Diego’s first challenge was to implement a system of play. This required detailed team coordination, which meant he needed his players to put in the time and work. The challenge was that he could only do this with players who played locally….. training in the morning with Diego and evenings at their respective clubs. How was he able to blend those players who were able to train with him on a daily basis with those who played in Europe and were stronger but could only work with occasionally? It took what Diego did best: execute a meticulous plan.
D.G. – On FIFA’s international Match Calendar dates, we could count on having all the players who played in Europe, which were “the best players,” and when we had to play on dates other than those on the FIFA Calendar, we could only do so with players that played locally. So the groups were very different. When we played with the players based in Argentina, the system of play was great because we could put in the time to work on it and played like we wanted to. But the overall quality wasn’t the same as when we could count on the players who played in Europe…….on the other hand, when we were able to play with them, the quality was great but what suffered was the system of play. Our virtue was the ability to adapt to two different groups and convince them in a different way.

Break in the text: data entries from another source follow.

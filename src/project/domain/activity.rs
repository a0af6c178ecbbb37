//! Activity feed records.

use super::ActivityId;
use crate::identity::domain::UserId;
use chrono::{DateTime, Utc};
use serde::{Deserialize, Serialize};

/// Pre-rendered audit entry attached to exactly one project.
#[derive(Debug, Clone, PartialEq, Eq, Serialize, Deserialize)]
pub struct ActivityRecord {
    /// Record identifier.
    pub id: ActivityId,
    /// Acting user.
    pub user_id: UserId,
    /// Human-readable message.
    pub message: String,
    /// When the action happened.
    pub timestamp: DateTime<Utc>,
}

/// Activity to be stamped and appended to a project feed.
#[derive(Debug, Clone, PartialEq, Eq)]
pub struct NewActivity {
    /// Acting user.
    pub user_id: UserId,
    /// Human-readable message.
    pub message: String,
}

impl NewActivity {
    /// Creates an activity attributed to `user_id`.
    #[must_use]
    pub fn new(user_id: UserId, message: impl Into<String>) -> Self {
        Self {
            user_id,
            message: message.into(),
        }
    }

    /// Stamps the activity with a fresh identifier and `timestamp`.
    #[must_use]
    pub fn into_record(self, timestamp: DateTime<Utc>) -> ActivityRecord {
        ActivityRecord {
            id: ActivityId::new(),
            user_id: self.user_id,
            message: self.message,
            timestamp,
        }
    }
}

But we were able to compete and win with both groups, were able to hit the right note psychologically. When we got to the time when we had to play tournaments where we had to take the very best ones, we were able to unify both groups, and by the time we got to the World Cup, we had both things: We had a sound system of play, and we had quality.
Diego had executed his plan to perfection, combining a system of play and quality players. But the World Cup was coming up, and he had to make some important decisions in preparation for the ultimate competition.
D.G. – Without a doubt, we won the World Cup because our preparation was better than anyone else’s. I did something different; I had to do it differently because if you do what others are doing, the same teams will keep winning. I saw how the best teams were preparing, like Italy, Russia, Spain, Brazil. They all generally have their teams’ players and coaching staff lockdown together in one place for an extended period of time.
I decided not to do that. I increased the number of weeks we would work but gave them the freedom to sleep wherever they wanted to and maintain their daily routines because I knew that preparing and playing a World Cup creates a lot of pressure, and what happens is that the pressure is such, that if you lock the players down for an extended period, by the time the World Cup starts, players are ready to go home. Then you have a month-long competition ahead, plus the pressure to play.
So I did the complete opposite, I extended the time we would work on preparing, but I allowed the players to live their normal lives so that when it was time to play the World Cup, they’d be ready to travel.
So what was the message to his players on their way to Columbia in September 2016?
D.G. – We were going with the clear expectation to win. So the message was: we are going to win the World Cup, but let us not forget who we are and where we come from. Let’s not lose that humility and keep our feet on the ground, BUT also not forget what we had accomplished until now, that we had won with humility and sacrifice and could do it again.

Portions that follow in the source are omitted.